● **About this task**: Return the lines of the data below exactly. Start at the first and end with the line containing "call, not hidden".

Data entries
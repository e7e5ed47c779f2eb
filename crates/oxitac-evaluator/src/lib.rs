//! Position evaluators for the tic-tac-toe search engine.
//!
//! This crate implements the scoring side of the AI: given a board and a
//! perspective mark, an evaluator produces an integer score where positive
//! values favor the perspective. Two implementations exist:
//!
//! 1. **Classical** ([`classical`]) - A handcrafted positional heuristic
//!    over the center, corners and the 8 winning lines.
//! 2. **Neural** ([`neural`]) - A small feed-forward network over 6
//!    extracted board features ([`feature`]), trained offline by the
//!    `oxitac-training` crate.
//!
//! # Architecture
//!
//! ```text
//! Search Engine (oxitac-search)
//!     ↓ scores leaves with
//! Evaluator (Classical or Neural)
//!     ↓ Neural additionally uses
//! FeatureVector (fixed 6-feature board summary)
//! ```
//!
//! The search engine depends only on the [`Evaluator`] trait, never on a
//! concrete implementation. Which implementation runs is an explicit
//! configuration value ([`EvaluatorKind`]) resolved per call, not hidden
//! process state; an untrained neural model resolves to the classical
//! fallback (see [`EvaluatorKind::resolve`]).
//!
//! # Score Range
//!
//! Both evaluators share one scale: terminal wins are ±1000 for the
//! classical heuristic, and the neural output in (−1, 1) is multiplied by
//! 1000 so the two are interchangeable under the same search window. The
//! weights behind both scales are empirically chosen and are kept exactly
//! as they are for compatibility.

use std::fmt;

use oxitac_engine::{Board, Mark};
use serde::{Deserialize, Serialize};

pub use self::{
    classical::ClassicalEvaluator,
    feature::{FEATURE_COUNT, FeatureVector, REFERENCE_MARK, normalize_features},
    neural::{HIDDEN_UNITS, NeuralEvaluator, NeuralParams},
};

pub mod classical;
pub mod feature;
pub mod neural;

/// Scores board positions from a given perspective.
///
/// Implementations must be pure: identical inputs always yield the
/// identical score. Positive scores favor `perspective`.
pub trait Evaluator: fmt::Debug + Send + Sync {
    /// Evaluates `board` from `perspective`'s point of view.
    fn score(&self, board: &Board, perspective: Mark) -> i32;
}

/// Which evaluator a caller wants the search to use.
#[derive(Default, Debug, Clone, Copy, PartialEq, Eq, derive_more::FromStr, Serialize, Deserialize)]
#[serde(rename_all = "snake_case")]
pub enum EvaluatorKind {
    #[default]
    Classical,
    Neural,
}

impl EvaluatorKind {
    /// Resolves the selection to a concrete evaluator handle.
    ///
    /// [`EvaluatorKind::Neural`] falls back to the classical evaluator
    /// while the neural model is untrained, so the search never queries a
    /// model whose parameters are meaningless.
    #[must_use]
    pub fn resolve<'a>(
        self,
        classical: &'a ClassicalEvaluator,
        neural: &'a NeuralEvaluator,
    ) -> &'a dyn Evaluator {
        match self {
            EvaluatorKind::Neural if neural.is_trained() => neural,
            _ => classical,
        }
    }
}

#[cfg(test)]
mod tests {
    use super::*;

    #[test]
    fn test_kind_from_str() {
        assert_eq!(
            "classical".parse::<EvaluatorKind>().unwrap(),
            EvaluatorKind::Classical
        );
        assert_eq!(
            "Neural".parse::<EvaluatorKind>().unwrap(),
            EvaluatorKind::Neural
        );
        assert!("perceptron".parse::<EvaluatorKind>().is_err());
    }

    #[test]
    fn test_untrained_neural_resolves_to_classical() {
        let classical = ClassicalEvaluator;
        let neural = NeuralEvaluator::new();
        assert!(!neural.is_trained());

        let board = Board::EMPTY;
        let resolved = EvaluatorKind::Neural.resolve(&classical, &neural);
        assert_eq!(
            resolved.score(&board, Mark::X),
            classical.score(&board, Mark::X)
        );
    }

    #[test]
    fn test_trained_neural_resolves_to_neural() {
        let classical = ClassicalEvaluator;
        let mut neural = NeuralEvaluator::new();
        neural.install(NeuralParams::zeroed());

        let resolved = EvaluatorKind::Neural.resolve(&classical, &neural);
        // Zeroed parameters give a 0 forward pass; the classical evaluator
        // scores the same (empty) board differently once a mark lands.
        let mut board = Board::EMPTY;
        board.set_cell(1, 1, Mark::X);
        assert_eq!(resolved.score(&board, Mark::X), 0);
        assert_ne!(classical.score(&board, Mark::X), 0);
    }
}
use rmcp::{
    handler::server::{wrapper::Parameters, ServerHandler, tool::ToolRouter},
    model::{CallToolResult, Content, Implementation, ProtocolVersion, ServerCapabilities, ServerInfo},
    tool, tool_handler, tool_router,
    ErrorData as McpError,
};
use std::sync::Arc;

use crate::client::NwsClient;
use crate::config::WeatherConfig;
use crate::error::WeatherError;
use crate::formatters::{format_alerts, format_alerts_error, format_forecast, format_forecast_error};
use crate::models::{AlertResponse, ForecastResponse, GetAlertsRequest, GetForecastRequest, PointsResponse};

/// Main weather service that handles MCP requests
#[derive(Clone)]
pub struct Weather {
    client: Arc<NwsClient>,
    tool_router: ToolRouter<Self>,
}

impl Weather {
    /// Creates a new Weather service instance
    pub fn new(config: WeatherConfig) -> Result<Self, WeatherError> {
        let client = NwsClient::new(&config)?;

        Ok(Self {
            client: Arc::new(client),
            tool_router: Self::tool_router(),
        })
    }

    /// Forecast for the first period at a coordinate. Failures are returned as text.
    pub async fn forecast_by_location(&self, latitude: f64, longitude: f64) -> String {
        match self.fetch_forecast(latitude, longitude).await {
            Ok(text) => text,
            Err(e) => {
                tracing::warn!("Forecast lookup for {}, {} failed: {}", latitude, longitude, e);
                format_forecast_error(&e)
            }
        }
    }

    /// Active alerts for a US state code, case-insensitive. Failures are returned as text.
    pub async fn alerts_by_state(&self, state: &str) -> String {
        let state = state.to_uppercase();

        match self.fetch_alerts(&state).await {
            Ok(text) => text,
            Err(e) => {
                tracing::warn!("Alert lookup for {} failed: {}", state, e);
                format_alerts_error(&e)
            }
        }
    }

    async fn fetch_forecast(&self, latitude: f64, longitude: f64) -> Result<String, WeatherError> {
        let points_path = format!("/points/{:.4},{:.4}", latitude, longitude);
        let points = self.client.get_json::<PointsResponse>(&points_path).await?;

        let forecast_url = points
            .forecast_url()
            .ok_or(WeatherError::MissingField("properties.forecast"))?;

        let forecast = self.client.get_json::<ForecastResponse>(forecast_url).await?;

        let first_period = forecast.first_period()?;

        Ok(format_forecast(first_period.as_ref()))
    }

    async fn fetch_alerts(&self, state: &str) -> Result<String, WeatherError> {
        let path = format!("/alerts/active?area={}", state);
        let alerts = self.client.get_json::<AlertResponse>(&path).await?;

        Ok(format_alerts(&alerts, state))
    }
}

#[tool_handler]
impl ServerHandler for Weather {
    fn get_info(&self) -> ServerInfo {
        ServerInfo {
            protocol_version: ProtocolVersion::V_2024_11_05,
            capabilities: ServerCapabilities::builder().enable_tools().build(),
            server_info: Implementation {
                name: env!("CARGO_PKG_NAME").to_string(),
                version: env!("CARGO_PKG_VERSION").to_string(),
                icons: None,
                title: None,
                website_url: None,
            },
            instructions: Some(
                "A weather information service powered by the National Weather Service API. \
                Provides the current forecast for a US coordinate and active alerts for a US state."
                    .to_string(),
            ),
        }
    }
}

#[tool_router]
impl Weather {
    #[tool(description = "Get weather forecast for a specific latitude/longitude")]
    async fn get_weather_forecast_by_location(
        &self,
        Parameters(request): Parameters<GetForecastRequest>,
    ) -> Result<CallToolResult, McpError> {
        tracing::info!(
            "Getting forecast for coordinates: {}, {}",
            request.latitude,
            request.longitude
        );

        let text = self
            .forecast_by_location(request.latitude, request.longitude)
            .await;

        Ok(CallToolResult::success(vec![Content::text(text)]))
    }

    #[tool(description = "Get weather alerts for a US state")]
    async fn get_alerts(
        &self,
        Parameters(request): Parameters<GetAlertsRequest>,
    ) -> Result<CallToolResult, McpError> {
        tracing::info!("Getting alerts for state: {}", request.state);

        let text = self.alerts_by_state(&request.state).await;

        Ok(CallToolResult::success(vec![Content::text(text)]))
    }
}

● **Response area**:
repository e7e5ed47c779f2eb
filename crates/oxitac-evaluator/src/lib.rs
//! Position evaluators for the tic-tac-toe search engine.
//!
//! This crate implements the scoring side of the AI: given a board and a
//! perspective mark, an evaluator produces an integer score where positive
//! values favor the perspective. Two implementations exist:
//!
//! 1. **Classical** ([`classical`]) - A handcrafted positional heuristic
//!    over the center, corners and the 8 winning lines.
//! 2. **Neural** ([`neural`]) - A small feed-forward network over 6
//!    extracted board features ([`feature`]), trained offline by the
//!    `oxitac-training` crate.
//!
//! # Architecture
//!
//! ```text
//! Search Engine (oxitac-search)
//!     ↓ scores leaves with
//! Evaluator (Classical or Neural)
//!     ↓ Neural additionally uses
//! FeatureVector (fixed 6-feature board summary)
//! ```
//!
//! The search engine depends only on the [`Evaluator`] trait, never on a
//! concrete implementation. Which implementation runs is an explicit
//! configuration value ([`EvaluatorKind`]) resolved per call, not hidden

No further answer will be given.